So, if it were a choice between Donald and Hillary, it would seem that we’d be left with a choice between two tiresome polarized extremes: the Far Right—which always seems to be angry, stubbornly self-righteous, politically recalcitrant, mean spirited and bullying.  Or the Far Left—which always seem to be wishy-washy and evasive, hard to pinpoint and pin down, seemingly with little or no hard-and-fast limits or boundaries, apparently making up their own rules as they go along.

Is there no candidate for mainstream America, the majority of Americans?  I would like to think that most Americans want reason and balance, and mutual respect.  Is it too much to ask for integrity in terms of message and process as well as in terms of outcome and results?  Is it too much to ask for practical wisdom in terms of vision as well as in terms applied specifics?  Must our choice come down to the two most opposite and most polarized candidates?  Where is the voice of moderation and balance?

Would that we had a candidate that displays the wisdom of a Solomon?  Would that we had a candidate that respects all Americans, left, right, and middle.  (But our electoral process seems to exclude such a possibility.)  Would that we had a candidate that had the ability to unite rather than divide, to include rather than exclude.  Would that we had a candidate who knew how to lift the many with little expense to the few rather than lift the few at great expense to the many.

Would that we were a people willing to face hard realities and deal with them accordingly.  Would that we were not a spoiled, selfish people that only think of our own comfort, ease, convenience, and wants at the expense of others and at the expense of our natural resources.  Alas, would that we were all more responsible as a people and were a people that truly cared about our nation’s unity and future and were willing to give-and-take, respecting our differences.  And finally, would that we were more interested in caring-for and preserving our nation’s natural resources rather than merely exploiting them so as to find appropriate means for energy consumption and are able to create new jobs that support such a value.  I could go on with the “would that’s,” but you get my point.

Monday, August 24, 2015

Forboding: July 2015, warmest July on record!!

How many still do not accept the evidential truth of global warming?

Why the truth-distortion in the first place?  Meaning, why has there been such an effort to deny and counter the scientific evidence of global warming?  Answer: money and business.

There is a real potential for loss of money.  Major investments in certain industries and businesses stand to lose much—if and when we ALL finally agree that our present lifestyle (of exploiting and consuming the earth’s natural resources without check) is doing real damage to the earth.  We’re talking about damage to the earth’s ability to properly sustain life.  Such admittance would call for major change in the way we use our natural resources and of course the way we live.

Here’s a simple truth: What is good for the earth, in the long run, is always good for business—always!  What is bad for the earth, in the long run, is always bad for business.  The problematic phrase is, “in the long run.”  It is a matter of time and timing.  Businesses and people don’t like to wait.  We want immediate and instantaneous gratification.  Today’s investment must turn into the next day’s profit; forget about waiting months, years, or even decades!

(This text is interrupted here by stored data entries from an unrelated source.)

//! Segment and parameter extraction.
//!
//! A segment is the contiguous run of tokens owned by one matched argument:
//! the matching command token followed by everything up to the next token of
//! the same or an outranking tier. Segments are borrowed sub-slices of the
//! input, so the token stream is never copied or mutated.

use std::ops::Range;
use std::sync::Arc;

use tracing::trace;

use crate::argument::Argument;
use crate::compare::StringComparison;
use crate::registry::Registry;
use crate::sequence;

/// Whether `token` closes the segment of `argument`.
///
/// The token's tier is the registered specification with the longest
/// matching delimiter. Tokens of the argument's own tier or of a tier above
/// it end the segment; tokens of deeper tiers and free values do not.
fn ends_segment(
    registry: &Registry,
    argument: &Argument,
    token: &str,
    comparison: StringComparison,
) -> bool {
    match registry.classify(token, comparison) {
        Some(tier) => tier.hierarchy() <= argument.specification().hierarchy(),
        None => comparison.starts_with(token, argument.delimiter()),
    }
}

/// Index range of the first segment of `argument` inside `tokens`
fn locate<S: AsRef<str>>(
    registry: &Registry,
    argument: &Argument,
    tokens: &[S],
    comparison: StringComparison,
) -> Option<Range<usize>> {
    let start = sequence::position(tokens, argument.command(), comparison)?;
    let rest = &tokens[start + 1..];
    let length = 1 + sequence::take_until(rest, |token| {
        ends_segment(registry, argument, token, comparison)
    })
    .len();

    trace!(
        command = argument.command(),
        start,
        length,
        "located segment"
    );
    Some(start..start + length)
}

/// The first segment of `argument` in `tokens`, or an empty slice when the
/// command does not occur.
pub fn segment<'t, S: AsRef<str>>(
    registry: &Registry,
    argument: &Argument,
    tokens: &'t [S],
    comparison: StringComparison,
) -> &'t [S] {
    match locate(registry, argument, tokens, comparison) {
        Some(range) => &tokens[range],
        None => &tokens[..0],
    }
}

/// Segment of the last argument of a call-chain.
///
/// Each argument is searched only inside the segment of the one before it,
/// so a child counts only when it appears textually inside its parent. Once
/// a step comes up empty every later step searches an empty stream. An
/// empty chain selects the whole stream.
pub fn chain_segment<'t, S: AsRef<str>>(
    registry: &Registry,
    chain: &[Arc<Argument>],
    tokens: &'t [S],
    comparison: StringComparison,
) -> &'t [S] {
    chain.iter().fold(tokens, |scope, argument| {
        segment(registry, argument, scope, comparison)
    })
}

/// Free values following the command token of a segment, up to the first
/// token that starts with any registered delimiter.
fn trailing_values<'t, S: AsRef<str>>(
    registry: &Registry,
    segment: &'t [S],
    comparison: StringComparison,
) -> &'t [S] {
    match segment.split_first() {
        Some((_, rest)) => sequence::take_until(rest, |token| {
            registry.has_known_delimiter(token, comparison)
        }),
        None => segment,
    }
}

/// Parameters of `argument`: its segment minus the command token, cut at
/// the first token that belongs to any tier.
pub fn params<'t, S: AsRef<str>>(
    registry: &Registry,
    argument: &Argument,
    tokens: &'t [S],
    comparison: StringComparison,
) -> &'t [S] {
    trailing_values(
        registry,
        segment(registry, argument, tokens, comparison),
        comparison,
    )
}

/// Parameters of the last argument of a call-chain
pub fn chain_params<'t, S: AsRef<str>>(
    registry: &Registry,
    chain: &[Arc<Argument>],
    tokens: &'t [S],
    comparison: StringComparison,
) -> &'t [S] {
    if chain.is_empty() {
        return &tokens[..0];
    }
    trailing_values(
        registry,
        chain_segment(registry, chain, tokens, comparison),
        comparison,
    )
}

/// Every segment of `argument` in `tokens`, left to right.
///
/// Each step searches the tail that follows the previous segment, so
/// repeated top-level occurrences are reported separately. The iterator is
/// cheap to clone and can be restarted from the same inputs.
#[derive(Debug, Clone)]
pub struct Occurrences<'a, 't, S> {
    registry: &'a Registry,
    argument: &'a Argument,
    tokens: &'t [S],
    comparison: StringComparison,
    cursor: usize,
}

pub fn occurrences<'a, 't, S: AsRef<str>>(
    registry: &'a Registry,
    argument: &'a Argument,
    tokens: &'t [S],
    comparison: StringComparison,
) -> Occurrences<'a, 't, S> {
    Occurrences {
        registry,
        argument,
        tokens,
        comparison,
        cursor: 0,
    }
}

impl<S> Occurrences<'_, '_, S> {
    /// Tokens consumed so far; the last yielded segment ends here
    pub fn consumed(&self) -> usize {
        self.cursor
    }
}

impl<'a, 't, S: AsRef<str>> Iterator for Occurrences<'a, 't, S> {
    type Item = &'t [S];

    fn next(&mut self) -> Option<Self::Item> {
        let tail = &self.tokens[self.cursor..];
        let range = locate(self.registry, self.argument, tail, self.comparison)?;
        let found = &tail[range.clone()];
        self.cursor += range.end;
        Some(found)
    }
}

However, some of our most common work ethic clichés still carry the most fundamental truths that must not be ignored, such as, for example, “Haste makes waste.”  Or take for example, “Penny wise and Pound foolish”: Nitpicking to save a penny on small items while wasting big bucks (the English Pound Sterling) on huge pricy items.  That’s how we are treating the earth.  We are so interested in seeing immediate profits and savings now that we have become willfully foolish about the potential major losses we are causing later-generations down the road (or perhaps present generations here and now).  We continue to exploit the earth in the here and now and turn a blind eye to its long-term effect on earth’s future.  It is, in short, a very poor investment strategy.  As I’ve already mentioned in many other blog entries, fracking is just one fine example of this type of willful short-sighted approach that in the long-term is damaging earth’s life-sustainability factor.  That is, in terms of earth’s health and its natural resources, we are being penny wise and pound foolish.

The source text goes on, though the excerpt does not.